Weniger Betten betriebsbereit

Wo Chiesa recht hat: An der Corona-Front haben sich die Zahlen nicht drastisch verändert. Die Neuansteckungen schwanken um 3000 Fälle täglich. Die Zahl der Spitaleinweisungen ist leicht gesunken. Hingegen werden tendenziell mehr Intensivbetten von Covid-Patienten belegt: Mit 286 Personen machten sie am Freitag gut ein Drittel der Bettenbelegung aus. Die Zahl liegt damit aber noch unter dem kritischen Schwellenwert von 300 Covid-Intensivpatienten, den Patrick Mathys vom Bundesamt für Gesundheit früher genannt hatte.

Weshalb also der plötzliche Sinneswandel bei Berset?

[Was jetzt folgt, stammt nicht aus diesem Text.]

//! Bounded token matching against segment token tables

use crate::text::Token;

/// Search the window after the cursor for `spoken`
///
/// Returns the new matched count (position + 1) of the first hit within
/// `window` tokens of `matched`. The window is clamped to the table.
#[inline]
pub(crate) fn local_match(
    tokens: &[Token],
    matched: usize,
    spoken: &Token,
    window: usize,
) -> Option<usize> {
    let start = matched.min(tokens.len());
    let end = start.saturating_add(window).min(tokens.len());
    tokens[start..end]
        .iter()
        .position(|t| t.matches(spoken))
        .map(|pos| start + pos + 1)
}

/// Offset of `spoken` among the first `window` tokens of the next segment
#[inline]
pub(crate) fn jump_offset(next: &[Token], spoken: &Token, window: usize) -> Option<usize> {
    next.iter().take(window).position(|t| t.matches(spoken))
}

/// Fraction of a segment already matched; token-less segments count as done
#[inline]
pub(crate) fn completion_ratio(matched: usize, token_count: usize) -> f64 {
    if token_count == 0 {
        1.0
    } else {
        matched as f64 / token_count as f64
    }
}
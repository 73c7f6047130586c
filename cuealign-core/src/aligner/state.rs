//! Alignment position, events and per-call results

use serde::Serialize;
use smallvec::SmallVec;

/// Current position of the speaker in the script
#[derive(Debug, Clone, Copy, Default, PartialEq, Eq, Serialize)]
pub struct AlignmentState {
    /// Segment being spoken; equals the segment count at end of script
    pub active_segment_index: usize,
    /// Tokens of the active segment matched so far
    pub matched_token_count: usize,
    /// Bytes of transcript already processed
    pub consumed_transcript_length: usize,
}

impl AlignmentState {
    /// `(active_segment_index, matched_token_count)` pair
    #[inline]
    pub fn position(&self) -> (usize, usize) {
        (self.active_segment_index, self.matched_token_count)
    }
}

/// Notable transitions reported to the renderer
#[derive(Debug, Clone, Copy, PartialEq, Eq, Serialize)]
#[serde(tag = "kind", rename_all = "snake_case")]
pub enum AlignmentEvent {
    /// The debounce timer fired and the script moved past `index`
    SegmentCompleted {
        /// Segment that was completed
        index: usize,
    },
    /// The speaker was recognised at the start of the next segment
    Jumped {
        /// Segment left behind
        from: usize,
        /// Segment now active
        to: usize,
        /// Opening token of `to` that triggered the jump
        offset: usize,
    },
    /// A manual navigation call moved the position
    Navigated {
        /// Previous active segment
        from: usize,
        /// New active segment
        to: usize,
    },
}

/// Events raised during a single engine call, in order
pub type Events = SmallVec<[AlignmentEvent; 2]>;

/// Result of feeding the engine one transcript update
#[derive(Debug, Clone, PartialEq, Serialize)]
pub struct Update {
    /// Position after the call
    pub state: AlignmentState,
    /// Events raised by the call
    pub events: Events,
}

impl Update {
    /// Whether this update contains a jump
    pub fn jumped(&self) -> bool {
        self.events
            .iter()
            .any(|e| matches!(e, AlignmentEvent::Jumped { .. }))
    }
}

Dem Vernehmen nach haben ihn die Zahlen zum Personalmangel auf den Intensivstationen aufgeschreckt. Der Koordinierte Sanitätsdienst weist schweizweit aktuell 849 Intensivbetten aus, 167 davon sind frei. Das Problem: Davon können nicht alle betrieben werden.

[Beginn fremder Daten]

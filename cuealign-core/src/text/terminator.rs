//! Terminator character detection with O(1) lookup
//!
//! Optimized for the segmenter's per-character scan with an ASCII fast-path.

use std::collections::HashSet;

/// Sentence-ending marks recognised when no custom set is configured
pub const DEFAULT_TERMINATORS: &[char] = &['.', '!', '?', '…', '。', '！', '？', '｡'];

/// Closing marks that stay attached to the unit they close
const CLOSERS: &[char] = &[
    '"', '\'', ')', ']', '}', '”', '’', '）', '」', '』', '】', '〉', '》', '〕',
];

/// Fast terminator lookup table
#[derive(Debug, Clone)]
pub struct TermTable {
    /// ASCII lookup table for chars 0-127
    ascii_table: [bool; 128],
    /// HashSet for non-ASCII terminators
    non_ascii: HashSet<char>,
}

impl TermTable {
    /// Create from list of terminator characters
    pub fn new(terminators: impl IntoIterator<Item = char>) -> Self {
        let mut ascii_table = [false; 128];
        let mut non_ascii = HashSet::new();

        for ch in terminators {
            if ch.is_ascii() {
                ascii_table[ch as usize] = true;
            } else {
                non_ascii.insert(ch);
            }
        }

        Self {
            ascii_table,
            non_ascii,
        }
    }

    /// Check if character is a terminator - hot path
    #[inline]
    pub fn is_terminator(&self, ch: char) -> bool {
        if ch.is_ascii() {
            self.ascii_table[ch as usize]
        } else {
            self.non_ascii.contains(&ch)
        }
    }

    /// Check if a terminator at this position actually ends a unit
    ///
    /// A `.` between two ASCII digits is a decimal point.
    #[inline]
    pub fn ends_unit(&self, prev: Option<char>, ch: char, next: Option<char>) -> bool {
        if !self.is_terminator(ch) {
            return false;
        }
        if ch == '.' {
            if let (Some(p), Some(n)) = (prev, next) {
                if p.is_ascii_digit() && n.is_ascii_digit() {
                    return false;
                }
            }
        }
        true
    }

    /// Check if character closes a quotation or bracket
    #[inline]
    pub fn is_closer(ch: char) -> bool {
        CLOSERS.contains(&ch)
    }
}

impl Default for TermTable {
    fn default() -> Self {
        Self::new(DEFAULT_TERMINATORS.iter().copied())
    }
}
//! Error types for the alignment engine
//!
//! Alignment itself never fails: malformed or out-of-order input is absorbed
//! as a no-op. The only fallible surface is configuration.

use std::time::Duration;
use thiserror::Error;

/// Error type for engine configuration
#[derive(Debug, Clone, PartialEq, Error)]
pub enum Error {
    /// Local lookahead window of zero tokens
    #[error("lookahead_window must be greater than 0")]
    ZeroLookahead,

    /// Jump window of zero tokens
    #[error("jump_window must be greater than 0")]
    ZeroJumpWindow,

    /// Jump threshold outside `[0, 1)`
    #[error("jump_threshold must be in [0, 1), got {0}")]
    InvalidJumpThreshold(f64),

    /// Segmenter configured without any terminator
    #[error("terminator set must not be empty")]
    EmptyTerminators,

    /// Debounce delay that is not a whole number of milliseconds
    #[error("debounce must be a whole number of milliseconds, got {0:?}")]
    FractionalDebounce(Duration),
}

/// Result type for configuration operations
pub type Result<T> = std::result::Result<T, Error>;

Das Personal in der Schweiz reiche nur «für die konstante Betreuung von 750 bis 800 IPS-Betten», verweist Tobias Bär von der Konferenz der kantonalen Gesundheitsdirektoren auf eine Einschätzung der Schweizerischen Gesellschaft für Intensivmedizin. Er betont: Das bestehende Fachpersonal sei bereits «sehr lange stark beansprucht und kann nicht mehr zu Sondereinsätzen aufgeboten werden».

Das heisst konkret: Die Intensivstationen sind stärker am Anschlag, als die offizielle Statistik vermuten lässt. Geht man von 750 Betten aus, liegt die Auslastung bereits bei über 90 Prozent. Bereits ist von Triage die Rede. Die Alarmrufe verschiedener Spitäler in den letzten Tagen haben ihre Wirkung bei Berset ebenfalls nicht verfehlt. Dem Vernehmen nach klärt der Bund derzeit ab, wie viele Betten effektiv für den Betrieb zur Verfügung stehen.

Dynamik der Corona-Zahlen

Das Resultat dieser Überprüfung sowie die Dynamik der neusten Corona-Zahlen Anfang Woche werden entscheidend für die Ausweitungs-Frage sein. Bringt Berset den Antrag am Mittwoch ein, hat er gute Karten – bisher ist die Landesregierung seinen Vorschlägen meistens gefolgt.

Auch wenn SVP-Bundesrat Ueli Maurer (70) im SonntagsBlick gegen die Ausweitung ankämpft. «Die Zertifikatspflicht ist schwer umzusetzen», meint der Finanzminister. Bei Massenveranstaltungen gehe es zwar. «Aber Servierpersonal, das zum Beispiel Berufsleuten ohne Zertifikat beim Znüni den Kaffee verweigert? Das gibt ein Puff.»

SVP-Chef Chiesa hält die Ausweitung ebenso für den falschen Weg. «Wir wehren uns gegen eine solche Diskriminierung der Ungeimpften. Das wäre unethisch!», sagt er. «Zudem hätte eine Ausweitung der Zertifikatspflicht erneut Kosten in Milliardenhöhe zur Folge.»

Gastrosuisse fordert Entschädigungen

Vor den Kosten fürchtet sich auch die Gastrobranche. «Allfällige Einschränkungen würden das Gastgewerbe härter denn je treffen», sagt Gastrosuisse-Präsident Casimir Platzer. Eine Umfrage unter den Mitgliedern zeigt nämlich: Bei einer Ausweitung befürchtet die Mehrheit der Betriebe Umsatzeinbussen von mindestens 30 Prozent. Deshalb fordert der Verband: «Einschränkungen müssen entschädigt werden.»